先提供一份他人的题解,我将其翻译成了java语言版本。
import java.util.*;
public class Main {
public static void main(String[] args) {
Scanner scanner = new Scanner(System.in);
int c = scanner.nextInt();
int d = scanner.nextInt();
int avg = scanner.nextInt();
int n = scanner.nextInt();
List<Pair> list = new ArrayList<>();
for (int i = 0; i < n; i++) {
double price = scanner.nextDouble();
int distance = scanner.nextInt();
list.add(new Pair(price,distance));
}
list.sort(Comparator.comparing(a -> a.price));
boolean[] visited = new boolean[d];
int maxDistance = c * avg;
double cost = 0.0;
for (int i = 0; i < n; i++) {
Pair pair = list.get(i);
int need = (pair.distance+maxDistance < d ? maxDistance : d - pair.distance);
int cnt = 0;
for (int j = pair.distance; j < pair.distance+need; j++) {
if (!visited[j]){
visited[j] = true;
cnt++;
}
}
cost += cnt/(avg*1.0)*pair.price;
}
int i;
for (i = 0; i < d; i++) {
if (!visited[i]){
System.out.printf("The maximum travel distance = %.2f\n",(double)i);
break;
}
}
if (i == d)
System.out.printf("%.2f\n",cost);
}
}
class Pair{
Double price;
int distance;
public Pair(Double price, int distance) {
this.price = price;
this.distance = distance;
}
} 上面的题解逻辑清晰,使用visited数组也非常巧妙,基本上不需要注释也能理解。但是存在的问题是visited数组本身空间代价比较高,当距离较大时,无论是时间复杂度和空间复杂度都会有很大的开销。

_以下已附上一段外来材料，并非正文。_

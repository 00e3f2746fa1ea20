//! View presenters over the record store.
//!
//! # Responsibility
//! - Map store state (plus presenter-local input state) to view models.
//! - Route per-view user actions back into store operations.
//!
//! # Invariants
//! - View functions never mutate the store.
//! - Only `FormPresenter` and `DebugPresenter` own state of their own.

pub mod counter;
pub mod debug;
pub mod filter;
pub mod form;
pub mod list;

use crate::store::record_store::RecordStore;
use debug::{DebugPresenter, DebugView};
use filter::{filter_view, FilterView};
use form::{FormPresenter, FormView};
use list::{list_view, ListView};

/// Every view of the page, in display order.
#[derive(Debug, Clone, PartialEq, Eq)]
pub struct PageView {
    pub form: FormView,
    pub list: ListView,
    pub filter: FilterView,
    pub debug: DebugView,
}

/// Builds the full page from the store and the presenter-local state.
pub fn page_view(store: &RecordStore, form: &FormPresenter, debug: &DebugPresenter) -> PageView {
    PageView {
        form: form.view(store),
        list: list_view(store),
        filter: filter_view(store),
        debug: debug.view(store),
    }
}
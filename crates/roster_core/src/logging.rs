//! Rolling file logs for a roster session.
//!
//! # Responsibility
//! - Start the file logger at most once per process.
//! - Keep log events metadata-only (ids and flags, never names or emails).
//!
//! # Invariants
//! - Re-initialization with the same level and directory is a no-op.
//! - Re-initialization with a different level or directory is rejected.
//! - Initialization never panics.

use flexi_logger::{Cleanup, Criterion, FileSpec, Logger, LoggerHandle, Naming, WriteMode};
use log::{error, info};
use once_cell::sync::OnceCell;
use std::path::{Path, PathBuf};

const LOG_FILE_BASENAME: &str = "roster";
const MAX_LOG_FILE_SIZE_BYTES: u64 = 2 * 1024 * 1024;
const MAX_LOG_FILES: usize = 3;
const MAX_PANIC_PAYLOAD_CHARS: usize = 160;

static LOGGING_STATE: OnceCell<LoggingState> = OnceCell::new();
static PANIC_HOOK_INSTALLED: OnceCell<()> = OnceCell::new();

struct LoggingState {
    level: &'static str,
    log_dir: PathBuf,
    _logger: LoggerHandle,
}

impl LoggingState {
    fn ensure_same(&self, level: &'static str, log_dir: &Path) -> Result<(), String> {
        if self.log_dir != log_dir {
            return Err(format!(
                "logging already initialized at `{}`; refusing to switch to `{}`",
                self.log_dir.display(),
                log_dir.display()
            ));
        }
        if self.level != level {
            return Err(format!(
                "logging already initialized with level `{}`; refusing to switch to `{}`",
                self.level, level
            ));
        }
        Ok(())
    }
}

/// Starts file logging at `level` under `log_dir`.
///
/// # Errors
/// - `level` is not one of `trace|debug|info|warn|error`.
/// - `log_dir` is not absolute or cannot be created.
/// - Logging is already running with a different configuration.
/// - The logger backend fails to start.
pub fn init_logging(level: &str, log_dir: &Path) -> Result<(), String> {
    let level = normalize_level(level)?;
    let log_dir = normalize_log_dir(log_dir)?;

    if let Some(state) = LOGGING_STATE.get() {
        return state.ensure_same(level, &log_dir);
    }

    let state = LOGGING_STATE.get_or_try_init(|| start_logger(level, &log_dir))?;
    state.ensure_same(level, &log_dir)
}

/// Returns `(level, log_dir)` of the running logger, if any.
pub fn logging_status() -> Option<(&'static str, PathBuf)> {
    LOGGING_STATE
        .get()
        .map(|state| (state.level, state.log_dir.clone()))
}

/// `debug` for debug builds, `info` for release builds.
pub fn default_log_level() -> &'static str {
    if cfg!(debug_assertions) {
        "debug"
    } else {
        "info"
    }
}

pub(crate) fn normalize_level(level: &str) -> Result<&'static str, String> {
    match level.trim().to_ascii_lowercase().as_str() {
        "trace" => Ok("trace"),
        "debug" => Ok("debug"),
        "info" => Ok("info"),
        "warn" | "warning" => Ok("warn"),
        "error" => Ok("error"),
        other => Err(format!(
            "unsupported log level `{other}`; expected trace|debug|info|warn|error"
        )),
    }
}

fn normalize_log_dir(log_dir: &Path) -> Result<PathBuf, String> {
    if log_dir.as_os_str().is_empty() {
        return Err("log_dir cannot be empty".to_string());
    }
    if !log_dir.is_absolute() {
        return Err(format!(
            "log_dir must be an absolute path, got `{}`",
            log_dir.display()
        ));
    }
    Ok(log_dir.to_path_buf())
}

fn start_logger(level: &'static str, log_dir: &Path) -> Result<LoggingState, String> {
    std::fs::create_dir_all(log_dir).map_err(|err| {
        format!(
            "failed to create log directory `{}`: {err}",
            log_dir.display()
        )
    })?;

    let logger = Logger::try_with_str(level)
        .map_err(|err| format!("invalid log level `{level}`: {err}"))?
        .log_to_file(
            FileSpec::default()
                .directory(log_dir)
                .basename(LOG_FILE_BASENAME),
        )
        .rotate(
            Criterion::Size(MAX_LOG_FILE_SIZE_BYTES),
            Naming::Numbers,
            Cleanup::KeepLogFiles(MAX_LOG_FILES),
        )
        .write_mode(WriteMode::BufferAndFlush)
        .append()
        .format_for_files(flexi_logger::detailed_format)
        .start()
        .map_err(|err| format!("failed to start logger: {err}"))?;

    install_panic_hook_once();

    info!(
        "event=app_start module=logging status=ok platform={} version={}",
        std::env::consts::OS,
        env!("CARGO_PKG_VERSION")
    );
    info!(
        "event=logging_init module=logging status=ok level={} log_dir={}",
        level,
        log_dir.display()
    );

    Ok(LoggingState {
        level,
        log_dir: log_dir.to_path_buf(),
        _logger: logger,
    })
}

fn install_panic_hook_once() {
    if PANIC_HOOK_INSTALLED.set(()).is_err() {
        return;
    }

    let previous_hook = std::panic::take_hook();
    std::panic::set_hook(Box::new(move |panic_info| {
        let location = panic_info
            .location()
            .map(|loc| format!("{}:{}", loc.file(), loc.line()))
            .unwrap_or_else(|| "unknown".to_string());
        let payload = panic_payload_summary(panic_info);
        error!(
            "event=panic_captured module=logging status=error location={} payload={}",
            location, payload
        );
        previous_hook(panic_info);
    }));
}

fn panic_payload_summary(info: &std::panic::PanicHookInfo<'_>) -> String {
    let payload = if let Some(message) = info.payload().downcast_ref::<&str>() {
        (*message).to_string()
    } else if let Some(message) = info.payload().downcast_ref::<String>() {
        message.clone()
    } else {
        "non-string panic payload".to_string()
    };

    // Panic text may echo user input; keep it on one line and bounded.
    sanitize_message(&payload, MAX_PANIC_PAYLOAD_CHARS)
}

fn sanitize_message(value: &str, max_chars: usize) -> String {
    let normalized = value.replace(['\n', '\r'], " ");
    let mut truncated = normalized.chars().take(max_chars).collect::<String>();
    if normalized.chars().count() > max_chars {
        truncated.push_str("...");
    }
    truncated
}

实际上visited数组有用的部分主要是两个端点距离,即begin和end,中间的数据意义并不大。在此思路上进行优化,只存储两个区间端点,维护一个不相交的区间,产生新的区间后将区间进行合并。
import java.util.*;
public class Main {
public static void main(String[] args) {
Scanner scanner = new Scanner(System.in);
int c = scanner.nextInt();
int d = scanner.nextInt();
int avg = scanner.nextInt();
int n = scanner.nextInt();
List<Pair> list = new ArrayList<>();
for (int i = 0; i < n; i++) {
double price = scanner.nextDouble();
int distance = scanner.nextInt();
list.add(new Pair(price,distance));
}
list.sort(Comparator.comparing(a -> a.price));
int maxDistance = c * avg;
double cost = 0.0;
Queue<Interval> queue = new PriorityQueue<>(Comparator.comparingInt(a->a.start));
for (int i = 0; i < n; i++) {
Pair pair = list.get(i);
int need = (pair.distance+maxDistance < d ? maxDistance : d - pair.distance);
int cnt = 0;
Interval interval = new Interval(pair.distance,pair.distance+need);
int len = 0;
Iterator<Interval> iterator = queue.iterator();
while (iterator.hasNext()){
Interval cur = iterator.next();
len += cur.end - cur.start;
if (cur.start <= interval.end && cur.end >= interval.start){ //区间相交
iterator.remove();
int min = Math.min(cur.start,interval.start);
int max = Math.max(cur.end,interval.end);
interval = new Interval(min,max); //区间合并
}
}
queue.offer(interval);
int afterLen = 0;
for (Interval next : queue) {
afterLen += next.end - next.start;
}
cnt += afterLen - len; //前后区间差值即为加油量
cost += cnt/(avg*1.0)*pair.price;
}
Interval interval = queue.poll(); //最后能行进的区间范围
assert interval != null;
if (interval.start == 0 && interval.end == d){
System.out.printf("%.2f\n",cost);
}else {
System.out.printf("The maximum travel distance = %.2f\n",(double)interval.end);
}
}
}
class Pair{
Double price;
int distance;
public Pair(Double price, int distance) {
this.price = price;
this.distance = distance;
}
}
class Interval{
int start;
int end;
public Interval(int start, int end) {
this.start = start;
this.end = end;
}
}